Dianne schlief neben mir wie ein Stein. Aber Tereza wurde
von meinem Weinen angelockt. Sie nahm mich kurzerhand mit
in ihr eigenes Bett, wo sie beruhigend auf mich einredete.
»Stell dir das Leben vor wie ein großes Haus mit vielen
Zimmern, Phil. Einige dieser Zimmer sind leer, andere voller
Gerümpel. Manche sind groß und voller Licht, und wieder
andere sind dunkel, sie verbergen Schrecken und Kummer. Und
ab und zu – nur ab und zu, hörst du? – öffnet sich die Tür zu
einem dieser schrecklichen Zimmer und du musst hineinsehen,
ob du willst oder nicht. Dann bekommst du große Angst, so wie
jetzt. Weißt du, was du dann tust?«
Ich schüttelte den Kopf.
»Dann denkst du daran, dass es dein Leben ist – dein Haus,
mit deinen Zimmern. Du hast die Schlüssel, Phil. Also schließt
du die Tür zu diesem schrecklichen Zimmer einfach zu.«
»Und dann werfe ich den Schlüssel weg!«
»Nein, das darfst du nicht tun, niemals«, erwiderte Tereza
ernst. »Denn eines Tages spürst du vielleicht, dass nur durch
dieses schreckliche Zimmer der Weg in einen größeren,
schöneren Teil des Hauses führt. Und dann brauchst du den
Schlüssel. Du kannst deine Angst für eine Weile aussperren,
aber irgendwann musst du dich ihr stellen.«
»Wenn ich größer bin?«
»Größer und mutiger, mein Kleiner.« Tereza streichelte mir
mit dem Handrücken über die Schläfe. »Und vielleicht auch
nicht mehr allein.«
Ich brannte darauf, meine Mutter im Krankenhaus zu
besuchen, weil ich mich mit eigenen Augen davon überzeugen
wollte, dass sie noch lebte. Aber weil sie viel Blut verloren hatte
und außerdem irgendetwas mit ihrem Unterleib nicht stimmte,
war Glass absolute Ruhe verordnet worden, so dass während der
ersten Tage nur Tereza sie sehen durfte. Und so blieb ich, trotz
aller Beteuerungen Terezas, dass das Schlimmste überstanden
sei, unruhig. Bisher hatte ich geglaubt, es gebe kaum etwas
Schlimmeres, als ein Leben ohne Vater zu führen. Jetzt überfiel
mich der Gedanke an den Alptraum eines Lebens ohne Eltern –
hätte Glass die Fehlgeburt nicht überlebt, wären Dianne und ich
zu Waisen geworden. Etwas wie Dankbarkeit keimte in mir auf.

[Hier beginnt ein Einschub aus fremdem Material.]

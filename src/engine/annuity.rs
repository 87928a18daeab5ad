//! Level annuities: payment that amortizes a loan, and PV of a payment stream
//!
//! Payments are made at the end of each period (annuity-immediate).
//!
//! PV(annuity) = (C / r) * (1 - (1 + r)^-N)
//! C           = PV * r / (1 - (1 + r)^-N)
//!
//! A zero rate makes both formulas 0/0 and the result is NaN. This is left
//! visible to callers rather than replaced with straight-line amortization.

use super::interest::fraction;

/// Constant payment that repays `principal` over `num_periods` periods
pub fn periodic_payment(principal: f64, rate_pct: f64, num_periods: f64) -> f64 {
    let rate = fraction(rate_pct);
    principal * rate / (1.0 - (1.0 + rate).powf(-num_periods))
}

/// Present value of `num_periods` payments of `payment`
pub fn pv_of_annuity(payment: f64, rate_pct: f64, num_periods: f64) -> f64 {
    let rate = fraction(rate_pct);
    (payment / rate) * (1.0 - (1.0 + rate).powf(-num_periods))
}
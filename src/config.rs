//! Display and input configuration for the front end
//!
//! Read from environment variables, with command-line flags applied on top:
//!   FINCALC_PRECISION     decimal places in text output (default 6)
//!   FINCALC_JSON          set to 1/true for JSON output
//!   FINCALC_MAX_ATTEMPTS  re-prompts allowed for unparsable input (default 3)

use std::env;

/// Default number of decimal places, matching C's `%lf`
pub const DEFAULT_PRECISION: usize = 6;

/// Default attempts per prompt before giving up
pub const DEFAULT_MAX_ATTEMPTS: u32 = 3;

#[derive(Debug, Clone, PartialEq, Eq)]
pub struct DisplayConfig {
    /// Decimal places for monetary values and rates
    pub precision: usize,
    /// Emit results as JSON instead of text
    pub json: bool,
    /// Attempts per prompt (at least 1)
    pub max_attempts: u32,
}

impl Default for DisplayConfig {
    fn default() -> Self {
        Self {
            precision: DEFAULT_PRECISION,
            json: false,
            max_attempts: DEFAULT_MAX_ATTEMPTS,
        }
    }
}

impl DisplayConfig {
    /// Load from environment variables, falling back to defaults
    pub fn from_env() -> Self {
        Self::from_lookup(|key| env::var(key).ok())
    }

    /// Load from an arbitrary key lookup
    pub fn from_lookup<F>(lookup: F) -> Self
    where
        F: Fn(&str) -> Option<String>,
    {
        let defaults = Self::default();

        let precision: usize = lookup("FINCALC_PRECISION")
            .and_then(|s| s.trim().parse().ok())
            .unwrap_or(defaults.precision);

        let json = lookup("FINCALC_JSON")
            .map(|s| matches!(s.trim().to_ascii_lowercase().as_str(), "1" | "true" | "yes"))
            .unwrap_or(defaults.json);

        let max_attempts: u32 = lookup("FINCALC_MAX_ATTEMPTS")
            .and_then(|s| s.trim().parse().ok())
            .unwrap_or(defaults.max_attempts);

        Self {
            precision,
            json,
            max_attempts: max_attempts.max(1),
        }
    }

    /// Format a number with the configured precision
    pub fn fmt(&self, value: f64) -> String {
        format!("{:.*}", self.precision, value)
    }
}

#[cfg(test)]
mod tests {
    use super::*;
    use std::collections::HashMap;

    fn lookup_from(pairs: &[(&str, &str)]) -> impl Fn(&str) -> Option<String> {
        let map: HashMap<String, String> = pairs
            .iter()
            .map(|(k, v)| (k.to_string(), v.to_string()))
            .collect();
        move |key| map.get(key).cloned()
    }

    #[test]
    fn test_defaults_when_unset() {
        let config = DisplayConfig::from_lookup(|_| None);
        assert_eq!(config, DisplayConfig::default());
        assert_eq!(config.fmt(100.0), "100.000000");
    }

    #[test]
    fn test_overrides() {
        let config = DisplayConfig::from_lookup(lookup_from(&[
            ("FINCALC_PRECISION", "2"),
            ("FINCALC_JSON", "true"),
            ("FINCALC_MAX_ATTEMPTS", "5"),
        ]));
        assert_eq!(config.precision, 2);
        assert!(config.json);
        assert_eq!(config.max_attempts, 5);
        assert_eq!(config.fmt(909.090909), "909.09");
    }

    #[test]
    fn test_bad_values_fall_back() {
        let config = DisplayConfig::from_lookup(lookup_from(&[
            ("FINCALC_PRECISION", "lots"),
            ("FINCALC_JSON", "0"),
            ("FINCALC_MAX_ATTEMPTS", "0"),
        ]));
        assert_eq!(config.precision, DEFAULT_PRECISION);
        assert!(!config.json);
        // Zero attempts would never read anything
        assert_eq!(config.max_attempts, 1);
    }
}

Das Baby, ein Bruder oder eine Schwester, war verloren, aber
Glass war immer noch da. Doch bei allem Wissen darum, dass
im Falle ihres Todes Tereza Himmel und Hölle in Bewegung
gesetzt hätte, um Dianne und mich bei sich zu behalten, erfüllte
mich die Vorstellung eines Lebens ohne meine Mutter mit
einem Terror, der mich nie wieder ganz verlassen sollte. Noch
Wochen nach ihrer Rückkehr entwarf ich Szenarien, in denen
Glass auf die unsinnigsten Arten zu Tode kam, und auf
geheimnisvolle Art und Weise tauchte in diesen Phantasien
immer wieder das Tuch auf, das Tereza die Treppen Visibles
herabgetragen hatte, das zerknüllte Laken mit dem leuchtend
roten Blutfleck. Ich sah Glass darin eingewickelt wie in eine
Toga oder einen Sari, sah sie ganz davon bedeckt wie von
einem Leichentuch; ich sah es als entsetzlichen Turban um
ihren Kopf geschlungen.
Tereza tat ihr Möglichstes, Dianne und mir die Zeit zu
vertreiben. Am dritten oder vierten Tag steckte sie uns
frühmorgens ins Auto und nahm die Stunden dauernde Anfahrt
in irgendeine große Stadt auf sich, um schließlich mit uns vor
den geschlossenen Pforten des Zoos zu stehen, in den sie uns
hatte führen wollen.
»Zoos haben im Winter zu«, war Diannes lakonischer
Kommentar. Es war der erste Satz, den sie seit der
schrecklichen Nacht in Visible von sich gab. Ich atmete
erleichtert auf. Bisher war ich mir nicht sicher gewesen, ob ihr
einfach die Worte fehlten, sich mir mitzuteilen, oder ob der
Schock angesichts der Ereignisse sie der Sprache beraubt hatte.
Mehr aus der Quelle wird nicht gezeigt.